The volatile compounds are concentrated from hot-pressed and cold-pressed peanut oils by HS-SPME and were analyzed by GC-MS-O. In the present study, 101 volatiles were identified in the hot-pressed peanut oil samples, mainly including pyrazines, aldehydes, furans, alcs. and pyrroles, of which characteristic flavor compounds present fresh, fatty, nutty and baking flavor. Sixty-four volatiles were obtained from the cold-pressed peanut oil samples, mainly consisting of aldehydes, alcs., hydrocarbons, furans and ketones, of which characteristic flavor compounds show fresh and nutty flavor. The results indicated that hot-pressed peanut oil has an advantage over cold-pressed peanut oil in the retention of flavor components. Hence, the process method has a significant effect on the flavor components of peanut oil, and the present study may be helpful in evaluating peanut oil quality, as well as discrimination of hot-pressed and cold-pressed peanut oil.

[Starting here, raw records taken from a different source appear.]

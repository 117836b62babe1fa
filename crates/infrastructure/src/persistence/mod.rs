//! Persistence adapters.

mod credential_file;

pub use credential_file::FileCredentialStore;
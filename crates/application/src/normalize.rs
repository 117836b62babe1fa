//! Realtime frame normalization.
//!
//! The status endpoint has emitted three wire shapes over its lifetime:
//! the current envelope (`{"statuses": [...]}`), the legacy envelope
//! (`{"integrations": [...]}`), and a bare array. Decoding tries each in
//! that fixed priority order; anything that matches none of them is
//! dropped so an isolated bad frame can never take down a long-lived
//! stream.

use serde::Deserialize;

use atrium_domain::{IntegrationStatus, LegacyIntegration};

#[derive(Debug, Deserialize)]
struct CurrentEnvelope {
    statuses: Vec<IntegrationStatus>,
}

#[derive(Debug, Deserialize)]
struct LegacyEnvelope {
    integrations: Vec<LegacyIntegration>,
}

/// Decode one stream frame into a batch of canonical status records.
///
/// Returns `None` for malformed or unrecognized frames; callers drop those
/// without surfacing an error.
#[must_use]
pub fn decode_status_frame(data: &str) -> Option<Vec<IntegrationStatus>> {
    if let Ok(envelope) = serde_json::from_str::<CurrentEnvelope>(data) {
        return Some(envelope.statuses);
    }

    if let Ok(envelope) = serde_json::from_str::<LegacyEnvelope>(data) {
        return Some(
            envelope
                .integrations
                .into_iter()
                .map(IntegrationStatus::from)
                .collect(),
        );
    }

    if let Ok(statuses) = serde_json::from_str::<Vec<IntegrationStatus>>(data) {
        return Some(statuses);
    }

    None
}

#[cfg(test)]
#[allow(clippy::unwrap_used)]
mod tests {
    use atrium_domain::IntegrationState;
    use pretty_assertions::assert_eq;

    use super::*;

    const CURRENT_FRAME: &str = r#"{
        "statuses": [
            {"id": "i1", "integration": "github", "state": "connected"},
            {"id": "i2", "integration": "slack", "state": "disconnected"}
        ]
    }"#;

    const LEGACY_FRAME: &str = r#"{
        "integrations": [
            {"name": "jira", "connected": true},
            {"name": "linear"}
        ]
    }"#;

    const BARE_ARRAY_FRAME: &str = r#"[
        {"id": "i3", "integration": "pagerduty", "state": "degraded"}
    ]"#;

    #[test]
    fn test_current_shape_forwarded_unchanged() {
        let batch = decode_status_frame(CURRENT_FRAME).unwrap();
        assert_eq!(batch.len(), 2);
        assert_eq!(batch[0].id, "i1");
        assert_eq!(batch[0].state, IntegrationState::Connected);
    }

    #[test]
    fn test_legacy_shape_mapped() {
        let batch = decode_status_frame(LEGACY_FRAME).unwrap();
        assert_eq!(batch.len(), 2);
        assert_eq!(batch[0].integration, "jira");
        assert_eq!(batch[0].state, IntegrationState::Connected);
        assert_eq!(batch[1].state, IntegrationState::Unknown);
    }

    #[test]
    fn test_bare_array_already_canonical() {
        let batch = decode_status_frame(BARE_ARRAY_FRAME).unwrap();
        assert_eq!(batch.len(), 1);
        assert_eq!(batch[0].state, IntegrationState::Degraded);
    }

    #[test]
    fn test_current_shape_wins_over_legacy() {
        let both = r#"{
            "statuses": [{"id": "i1", "integration": "github"}],
            "integrations": [{"name": "jira"}]
        }"#;
        let batch = decode_status_frame(both).unwrap();
        assert_eq!(batch.len(), 1);
        assert_eq!(batch[0].id, "i1");
    }

    #[test]
    fn test_malformed_frames_dropped() {
        assert_eq!(decode_status_frame("not json"), None);
        assert_eq!(decode_status_frame("{}"), None);
        assert_eq!(decode_status_frame("42"), None);
        assert_eq!(decode_status_frame(r#"{"unrelated": []}"#), None);
    }

    #[test]
    fn test_frame_sequence_tolerance() {
        // Four frames in: current, legacy, bare array, malformed.
        // Exactly three batches out, in order.
        let frames = [CURRENT_FRAME, LEGACY_FRAME, BARE_ARRAY_FRAME, "{}"];
        let batches: Vec<_> = frames.iter().filter_map(|f| decode_status_frame(f)).collect();
        assert_eq!(batches.len(), 3);
        assert_eq!(batches[0][0].integration, "github");
        assert_eq!(batches[1][0].integration, "jira");
        assert_eq!(batches[2][0].integration, "pagerduty");
    }
}
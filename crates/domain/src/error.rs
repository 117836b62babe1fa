//! Domain error types

use thiserror::Error;

/// Domain-level errors that can occur during validation or decoding.
#[derive(Debug, Error, Clone, PartialEq, Eq)]
pub enum DomainError {
    /// The provided URL is invalid or malformed.
    #[error("invalid URL: {0}")]
    InvalidUrl(String),

    /// A configuration value is invalid.
    #[error("invalid configuration: {0}")]
    InvalidConfig(String),

    /// A payload could not be decoded into the expected shape.
    #[error("decode error: {0}")]
    Decode(String),
}

/// Result type alias for domain operations.
pub type DomainResult<T> = Result<T, DomainError>;
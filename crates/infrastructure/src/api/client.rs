//! The authenticated request client.
//!
//! Every console REST call goes through [`ApiClient::execute`]: the current
//! bearer credential is attached, and a 401 on a not-yet-retried request is
//! recovered from by refreshing the access token and re-issuing the request
//! exactly once. Concurrent recoveries are coalesced into a single token
//! exchange by the [`RefreshCoordinator`].

use std::sync::Arc;
use std::time::Duration;

use reqwest::header::AUTHORIZATION;
use reqwest::{Client, Method, Url};
use serde::Deserialize;
use tokio::sync::RwLock;
use tracing::{debug, warn};

use atrium_application::{CredentialStore, RefreshCoordinator, RefreshOutcome, RefreshTicket};
use atrium_domain::{ApiRequest, ApiResponse, AuthError, ClientConfig, Credential, HttpMethod};

use super::ApiError;

const USER_AGENT: &str = concat!("Atrium/", env!("CARGO_PKG_VERSION"));

#[derive(Debug, Deserialize)]
#[serde(rename_all = "camelCase")]
struct RefreshResponse {
    access_token: String,
}

/// REST client for the console backend.
pub struct ApiClient {
    /// Client for authenticated traffic.
    http: Client,
    /// Separate client for the token renewal call; carries no default
    /// state so the expiring access credential can never leak onto it.
    refresh_http: Client,
    base_url: Url,
    timeout: Duration,
    credentials: Arc<dyn CredentialStore>,
    refresh: RefreshCoordinator,
    /// Current Authorization header value, re-read on every request and
    /// overwritten by sign-in, refresh, and purge.
    bearer: RwLock<Option<String>>,
}

impl ApiClient {
    /// Create a client for the configured backend.
    ///
    /// # Errors
    ///
    /// Returns an error if the base URL is invalid or the underlying HTTP
    /// clients cannot be constructed.
    pub fn new(
        config: &ClientConfig,
        credentials: Arc<dyn CredentialStore>,
    ) -> Result<Self, ApiError> {
        let mut base_url = Url::parse(&config.api_base_url)
            .map_err(|e| ApiError::InvalidUrl(format!("{e}: {}", config.api_base_url)))?;
        if !base_url.path().ends_with('/') {
            base_url.set_path(&format!("{}/", base_url.path()));
        }

        let http = Client::builder()
            .user_agent(USER_AGENT)
            .redirect(reqwest::redirect::Policy::limited(10))
            .build()
            .map_err(|e| ApiError::Transport(e.to_string()))?;
        let refresh_http = Client::builder()
            .user_agent(USER_AGENT)
            .redirect(reqwest::redirect::Policy::none())
            .build()
            .map_err(|e| ApiError::Transport(e.to_string()))?;

        Ok(Self {
            http,
            refresh_http,
            base_url,
            timeout: config.request_timeout(),
            credentials,
            refresh: RefreshCoordinator::new(),
            bearer: RwLock::new(None),
        })
    }

    /// Execute a request against the backend.
    ///
    /// A 401 on the first attempt routes through the refresh coordinator
    /// and the request is re-issued once with the renewed credential. A
    /// 401 on the retry, or any other non-success status, is returned as
    /// [`ApiError::Status`]; transport errors propagate directly without
    /// touching the refresh path.
    ///
    /// # Errors
    ///
    /// See [`ApiError`].
    pub async fn execute(&self, request: &ApiRequest) -> Result<ApiResponse, ApiError> {
        let bearer = self.current_bearer().await;
        let response = self.send(request, bearer).await?;
        if response.status != 401 {
            return Self::into_result(response);
        }

        debug!(path = %request.path, "authentication expired, recovering");
        let access_token = self.recover().await?;
        let retried = self
            .send(request, Some(format!("Bearer {access_token}")))
            .await?;
        // Already retried once; a second 401 propagates as a final error.
        Self::into_result(retried)
    }

    /// The currently stored access token, if any.
    ///
    /// Stream transports use this to authenticate at connect time.
    pub async fn access_token(&self) -> Option<String> {
        self.credentials.load().await.map(|c| c.access_token)
    }

    /// Drive one recovery: the first caller performs the token exchange,
    /// everyone else waits for its outcome.
    async fn recover(&self) -> Result<String, AuthError> {
        match self.refresh.begin() {
            RefreshTicket::Waiter(waiter) => waiter.outcome().await,
            RefreshTicket::Leader => {
                let outcome = self.exchange_refresh_token().await;
                match &outcome {
                    Ok(access_token) => {
                        *self.bearer.write().await = Some(format!("Bearer {access_token}"));
                        if let Err(e) = self.credentials.store_access_token(access_token).await {
                            warn!(error = %e, "failed to persist refreshed access token");
                        }
                    }
                    Err(error) => {
                        debug!(error = %error, "token refresh failed, purging credentials");
                        *self.bearer.write().await = None;
                        if let Err(e) = self.credentials.clear().await {
                            warn!(error = %e, "failed to purge credentials");
                        }
                    }
                }
                self.refresh.settle(outcome.clone());
                outcome
            }
        }
    }

    /// Perform the token renewal call on the bare client, authenticated
    /// with the refresh token alone.
    async fn exchange_refresh_token(&self) -> RefreshOutcome {
        let credential = self
            .credentials
            .load()
            .await
            .ok_or(AuthError::MissingRefreshToken)?;

        let url = self
            .endpoint("/auth/refresh-token")
            .map_err(|e| AuthError::Network {
                message: e.to_string(),
            })?;
        let response = self
            .refresh_http
            .get(url)
            .header(AUTHORIZATION, credential.refresh_bearer_header())
            .timeout(self.timeout)
            .send()
            .await
            .map_err(|e| AuthError::Network {
                message: e.to_string(),
            })?;

        let status = response.status();
        if !status.is_success() {
            let body = response.text().await.unwrap_or_default();
            return Err(AuthError::RefreshFailed {
                status: Some(status.as_u16()),
                message: if body.is_empty() {
                    "refresh token rejected".to_string()
                } else {
                    body
                },
            });
        }

        let parsed: RefreshResponse = response.json().await.map_err(|e| AuthError::Network {
            message: format!("failed to parse refresh response: {e}"),
        })?;
        Ok(parsed.access_token)
    }

    /// Current Authorization header value, seeded lazily from the store.
    async fn current_bearer(&self) -> Option<String> {
        if let Some(header) = self.bearer.read().await.clone() {
            return Some(header);
        }

        let credential = self.credentials.load().await?;
        let header = credential.bearer_header();
        *self.bearer.write().await = Some(header.clone());
        Some(header)
    }

    async fn send(
        &self,
        request: &ApiRequest,
        bearer: Option<String>,
    ) -> Result<ApiResponse, ApiError> {
        let url = self.endpoint(&request.path)?;

        let mut builder = self
            .http
            .request(Self::to_reqwest_method(request.method), url)
            .timeout(self.timeout);
        if !request.query.is_empty() {
            builder = builder.query(&request.query);
        }
        if let Some(header) = bearer {
            builder = builder.header(AUTHORIZATION, header);
        }
        if let Some(body) = &request.body {
            builder = builder.json(body);
        }

        let response = builder
            .send()
            .await
            .map_err(|e| ApiError::from_reqwest(&e))?;

        let status = response.status().as_u16();
        let headers = response
            .headers()
            .iter()
            .map(|(k, v)| (k.to_string(), v.to_str().unwrap_or("<binary>").to_string()))
            .collect();
        let body = response
            .bytes()
            .await
            .map_err(|e| ApiError::Transport(format!("failed to read body: {e}")))?
            .to_vec();

        Ok(ApiResponse::new(status, headers, body))
    }

    fn endpoint(&self, path: &str) -> Result<Url, ApiError> {
        self.base_url
            .join(path.trim_start_matches('/'))
            .map_err(|e| ApiError::InvalidUrl(format!("{e}: {path}")))
    }

    const fn to_reqwest_method(method: HttpMethod) -> Method {
        match method {
            HttpMethod::Get => Method::GET,
            HttpMethod::Post => Method::POST,
            HttpMethod::Put => Method::PUT,
            HttpMethod::Patch => Method::PATCH,
            HttpMethod::Delete => Method::DELETE,
        }
    }

    fn into_result(response: ApiResponse) -> Result<ApiResponse, ApiError> {
        if response.is_success() {
            Ok(response)
        } else {
            Err(ApiError::Status {
                status: response.status,
                body: response.text(),
            })
        }
    }

    /// Install a fresh credential pair: persist it and prime the header
    /// cache. Used by the sign-in flows.
    pub(super) async fn install_credential(
        &self,
        credential: &Credential,
    ) -> Result<(), ApiError> {
        *self.bearer.write().await = Some(credential.bearer_header());
        self.credentials.store(credential).await?;
        Ok(())
    }

    /// Drop the cached header and purge stored credentials.
    pub(super) async fn purge_credential(&self) {
        *self.bearer.write().await = None;
        if let Err(e) = self.credentials.clear().await {
            warn!(error = %e, "failed to purge credentials");
        }
    }
}

impl std::fmt::Debug for ApiClient {
    fn fmt(&self, f: &mut std::fmt::Formatter<'_>) -> std::fmt::Result {
        f.debug_struct("ApiClient")
            .field("base_url", &self.base_url.as_str())
            .field("timeout", &self.timeout)
            .finish_non_exhaustive()
    }
}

LWT–Food Science and Technology published new progress about Alcohols Role: BSU (Biological Study, Unclassified), BIOL (Biological Study). 14667-55-1 belongs to class pyrazines, name is 2,3,5-Trimethylpyrazine, and the molecular formula is C7H10N2, Name: 2,3,5-Trimethylpyrazine.

Referemce:
Pyrazine – Wikipedia,
Pyrazine | C4H4N2 – PubChem

Yang, Yini published the artcileFlavor characteristics of peanut butter pretreated by radio frequency heating, explosion puffing, microwave, and oven heating, Name: 2,3,5-Trimethylpyrazine, the main research area is peanut butter flavor radio frequency microwave oven heating; Aroma identification; Electronic sensing; Electronic tongue; Heating pretreatment; Peanut butter; Sensory evaluation.

Currently, the effect of different pretreatments (i.e., radio frequency (RF), explosion puffing (EP), microwave (MW) and oven heating (OH)) on the flavor characteristics of peanut butter is unclear. Consequently, this study identified volatile aroma and non-volatile taste using HS-SPME/GC-MS combined with the use of an electronic nose, electronic tongue, and sniffing. 53 volatile compounds in four peanut butters were identified, MW-treated samples exhibited the most aroma-active compounds (43), followed by samples treated using OH (42), EP (38) and RF (21). Different pretreatment resulted in significant flavor differences in the aroma and taste. The peanut butter under MW pretreatment had a strongest nutty notes among the treatments. RF methods yielded smaller particle sizes and better texture compared to conventional OH. However, instantaneous heating using EP did not result in improvements to the aroma or taste. A combination of MW and RF may improve the flavor quality of peanut butter.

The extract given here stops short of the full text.